- [PROMPT] Please take the entries below from the first line through the line containing "use fleetmon::alerts::AlertKind;" and repeat them exactly, leaving out everything after.
*** Begin section ***
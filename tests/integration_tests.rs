//! End-to-end cycles over scripted devices and in-memory stores.

mod helpers;

use std::sync::Arc;
use std::time::Duration;

use async_trait::async_trait;
use pretty_assertions::assert_eq;

use fleetmon::DeviceStatus;
use fleetmon::alerts::AlertKind;
use fleetmon::config::PollConfig;
use fleetmon::mgmt::ConnectionPool;
use fleetmon::poller::{PollEngine, SchedulerHandle};
use fleetmon::publish::{Publisher, SubscriberSession};
use fleetmon::store::{
    MemoryInventory, MemoryTimeSeries, MetricPoint, StoreResult, TimeSeriesStore,
};

use helpers::{
    DeviceScript, Harness, MockProber, ScriptedConnector, managed_device, ping_device,
};

#[tokio::test]
async fn test_unreachable_device_goes_offline_with_alert() {
    let harness = Harness::new(vec![ping_device("gw", "10.0.0.1")]);
    // never marked reachable

    let mut dashboard = harness.publisher.subscribe_dashboard();
    harness.engine.run_cycle().await.unwrap();

    let row = harness.inventory.status("gw").await.unwrap();
    assert_eq!(row.status, DeviceStatus::Offline);
    assert_eq!(
        harness.inventory.active_alerts("gw").await,
        vec![AlertKind::Offline]
    );

    // The summary still carries the device, with latency normalized to 0
    let summary = dashboard.try_recv().unwrap();
    assert_eq!(summary.devices.len(), 1);
    assert_eq!(summary.devices[0].status, DeviceStatus::Offline);
    assert_eq!(summary.devices[0].latency_ms, 0.0);

    // One point per device per cycle, even for unreachable ones
    let points = harness.tsdb.points().await;
    assert_eq!(points.len(), 1);
    assert!(points[0].cpu_load.is_none());
    assert!(points[0].rx_rate.is_none());
}

#[tokio::test]
async fn test_alerts_do_not_duplicate_across_cycles() {
    let device = managed_device("core", "10.0.0.2", 8728);
    let harness = Harness::new(vec![device.clone()]);

    harness
        .prober
        .set_reachable(device.address, Duration::from_millis(2));
    harness
        .connector
        .script("core", DeviceScript::healthy().with_cpu(95.0));

    harness.engine.run_cycle().await.unwrap();
    harness.engine.run_cycle().await.unwrap();
    harness.engine.run_cycle().await.unwrap();

    assert_eq!(
        harness.inventory.active_alerts("core").await,
        vec![AlertKind::CpuHigh]
    );
    assert_eq!(harness.inventory.alert_rows().await.len(), 1);

    // The pooled session was reused across cycles
    assert_eq!(
        harness
            .connector
            .connects
            .load(std::sync::atomic::Ordering::SeqCst),
        1
    );
}

#[tokio::test]
async fn test_recovered_device_resolves_offline_alert() {
    let device = ping_device("gw", "10.0.0.1");
    let harness = Harness::new(vec![device.clone()]);

    harness.engine.run_cycle().await.unwrap();
    assert_eq!(
        harness.inventory.active_alerts("gw").await,
        vec![AlertKind::Offline]
    );

    harness
        .prober
        .set_reachable(device.address, Duration::from_millis(1));
    harness.engine.run_cycle().await.unwrap();

    assert!(harness.inventory.active_alerts("gw").await.is_empty());
    let row = harness.inventory.status("gw").await.unwrap();
    assert_eq!(row.status, DeviceStatus::Online);
}

#[tokio::test]
async fn test_mixed_fleet_end_to_end() {
    let a = managed_device("a", "10.0.0.10", 8728);
    let b = managed_device("b", "10.0.0.11", 8728);
    let c = ping_device("c", "10.0.0.12");
    let harness = Harness::new(vec![a.clone(), b.clone(), c.clone()]);

    // a: reachable, cpu over the limit; b: unreachable; c: ping-only, fine
    harness
        .prober
        .set_reachable(a.address, Duration::from_millis(3));
    harness
        .prober
        .set_reachable(c.address, Duration::from_millis(1));
    harness
        .connector
        .script("a", DeviceScript::healthy().with_cpu(90.0));

    let mut dashboard = harness.publisher.subscribe_dashboard();
    let mut session = SubscriberSession::new(harness.publisher.clone());
    session.join_device("a");

    harness.engine.run_cycle().await.unwrap();

    // Statuses
    assert_eq!(
        harness.inventory.status("a").await.unwrap().status,
        DeviceStatus::Online
    );
    assert_eq!(
        harness.inventory.status("b").await.unwrap().status,
        DeviceStatus::Offline
    );
    assert_eq!(
        harness.inventory.status("c").await.unwrap().status,
        DeviceStatus::Online
    );

    // Alerts
    assert_eq!(
        harness.inventory.active_alerts("a").await,
        vec![AlertKind::CpuHigh]
    );
    assert_eq!(
        harness.inventory.active_alerts("b").await,
        vec![AlertKind::Offline]
    );
    assert!(harness.inventory.active_alerts("c").await.is_empty());

    // b never got a management session
    assert!(!harness.pool.contains(&b.endpoint()));

    // Dashboard summary covers the whole fleet
    let summary = dashboard.try_recv().unwrap();
    assert_eq!(summary.devices.len(), 3);

    // The subscriber joined only device a and gets exactly its one event
    let rx = session.device_receiver("a").unwrap();
    let detail = rx.try_recv().unwrap();
    assert_eq!(detail.device_id, "a");
    assert_eq!(detail.metrics.cpu_load, Some(90.0));
    assert!(rx.try_recv().is_err());

    // Identity fields landed in the inventory, not the time series
    let row = harness.inventory.status("a").await.unwrap();
    assert_eq!(
        row.identity.unwrap().board_name.as_deref(),
        Some("RB4011")
    );
    let points = harness.tsdb.points().await;
    assert_eq!(points.len(), 3);
}

#[tokio::test]
async fn test_session_failure_marks_warning_and_evicts() {
    let device = managed_device("core", "10.0.0.2", 8728);
    let harness = Harness::new(vec![device.clone()]);

    harness
        .prober
        .set_reachable(device.address, Duration::from_millis(2));
    harness
        .connector
        .script("core", DeviceScript::healthy().fatal());

    harness.engine.run_cycle().await.unwrap();

    let row = harness.inventory.status("core").await.unwrap();
    assert_eq!(row.status, DeviceStatus::Warning);

    // The dead session was evicted; the next cycle reconnects
    assert!(!harness.pool.contains(&device.endpoint()));

    harness.connector.script("core", DeviceScript::healthy());
    harness.engine.run_cycle().await.unwrap();

    let row = harness.inventory.status("core").await.unwrap();
    assert_eq!(row.status, DeviceStatus::Online);
    assert_eq!(
        harness
            .connector
            .connects
            .load(std::sync::atomic::Ordering::SeqCst),
        2
    );
}

#[tokio::test]
async fn test_refused_connect_marks_warning_not_offline() {
    let device = managed_device("core", "10.0.0.2", 8728);
    let harness = Harness::new(vec![device.clone()]);

    harness
        .prober
        .set_reachable(device.address, Duration::from_millis(2));
    harness
        .connector
        .script("core", DeviceScript::healthy().unreachable_mgmt());

    harness.engine.run_cycle().await.unwrap();

    let row = harness.inventory.status("core").await.unwrap();
    assert_eq!(row.status, DeviceStatus::Warning);

    // The probe answered, so no OFFLINE alert
    assert!(harness.inventory.active_alerts("core").await.is_empty());
}

#[tokio::test]
async fn test_missing_health_block_is_not_an_error() {
    let device = managed_device("core", "10.0.0.2", 8728);
    let harness = Harness::new(vec![device.clone()]);

    harness
        .prober
        .set_reachable(device.address, Duration::from_millis(2));
    harness
        .connector
        .script("core", DeviceScript::healthy().without_health());

    harness.engine.run_cycle().await.unwrap();

    let row = harness.inventory.status("core").await.unwrap();
    assert_eq!(row.status, DeviceStatus::Online);

    let points = harness.tsdb.points().await;
    assert_eq!(points[0].cpu_load, Some(10.0));
    assert!(points[0].temperature.is_none());
    assert!(harness.inventory.active_alerts("core").await.is_empty());
}

/// Time-series sink that holds every batch write for a fixed delay.
struct SlowTimeSeries {
    inner: MemoryTimeSeries,
    delay: Duration,
}

#[async_trait]
impl TimeSeriesStore for SlowTimeSeries {
    async fn write_batch(&self, points: Vec<MetricPoint>) -> StoreResult<()> {
        tokio::time::sleep(self.delay).await;
        self.inner.write_batch(points).await
    }

    async fn health_check(&self) -> StoreResult<()> {
        Ok(())
    }
}

#[tokio::test]
async fn test_scheduler_skips_ticks_while_cycle_runs() {
    let device = ping_device("gw", "10.0.0.1");

    let prober = Arc::new(MockProber::new());
    prober.set_reachable(device.address, Duration::from_millis(1));

    let connector = Arc::new(ScriptedConnector::new());
    let pool = Arc::new(ConnectionPool::new(connector, Duration::from_secs(1)));
    let inventory = Arc::new(MemoryInventory::new(vec![device]));
    let tsdb = Arc::new(SlowTimeSeries {
        inner: MemoryTimeSeries::new(),
        delay: Duration::from_millis(120),
    });
    let publisher = Arc::new(Publisher::new());

    let engine = Arc::new(PollEngine::new(
        prober,
        pool,
        inventory,
        tsdb,
        publisher,
        PollConfig::default(),
    ));

    // Ticks fire much faster than a cycle completes
    let scheduler = SchedulerHandle::spawn(engine, Duration::from_millis(20));
    tokio::time::sleep(Duration::from_millis(300)).await;

    let stats = scheduler.stats().await.unwrap();
    assert!(stats.cycles_started >= 1);
    assert!(stats.ticks_skipped >= 1, "overlapping ticks must be skipped");

    scheduler.shutdown().await.unwrap();
}

#[tokio::test]
async fn test_scheduler_poll_now_runs_a_cycle() {
    let device = ping_device("gw", "10.0.0.1");
    let harness = Harness::new(vec![device.clone()]);
    harness
        .prober
        .set_reachable(device.address, Duration::from_millis(1));

    // Interval far in the future: only explicit polls run
    let scheduler = SchedulerHandle::spawn(harness.engine.clone(), Duration::from_secs(3600));

    scheduler.poll_now().await.unwrap();

    let row = harness.inventory.status("gw").await.unwrap();
    assert_eq!(row.status, DeviceStatus::Online);
    assert_eq!(harness.tsdb.batch_count().await, 1);

    let stats = scheduler.stats().await.unwrap();
    assert_eq!(stats.cycles_started, 1);
    assert_eq!(stats.ticks_skipped, 0);

    scheduler.shutdown().await.unwrap();
}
*** End section ***
- [SOLUTION]
filename tests/integration_tests.rs
//! End-to-end cycles over scripted devices and in-memory stores.

mod helpers;

use std::sync::Arc;
use std::time::Duration;

use async_trait::async_trait;
use pretty_assertions::assert_eq;

use fleetmon::DeviceStatus;
use fleetmon::alerts::AlertKind;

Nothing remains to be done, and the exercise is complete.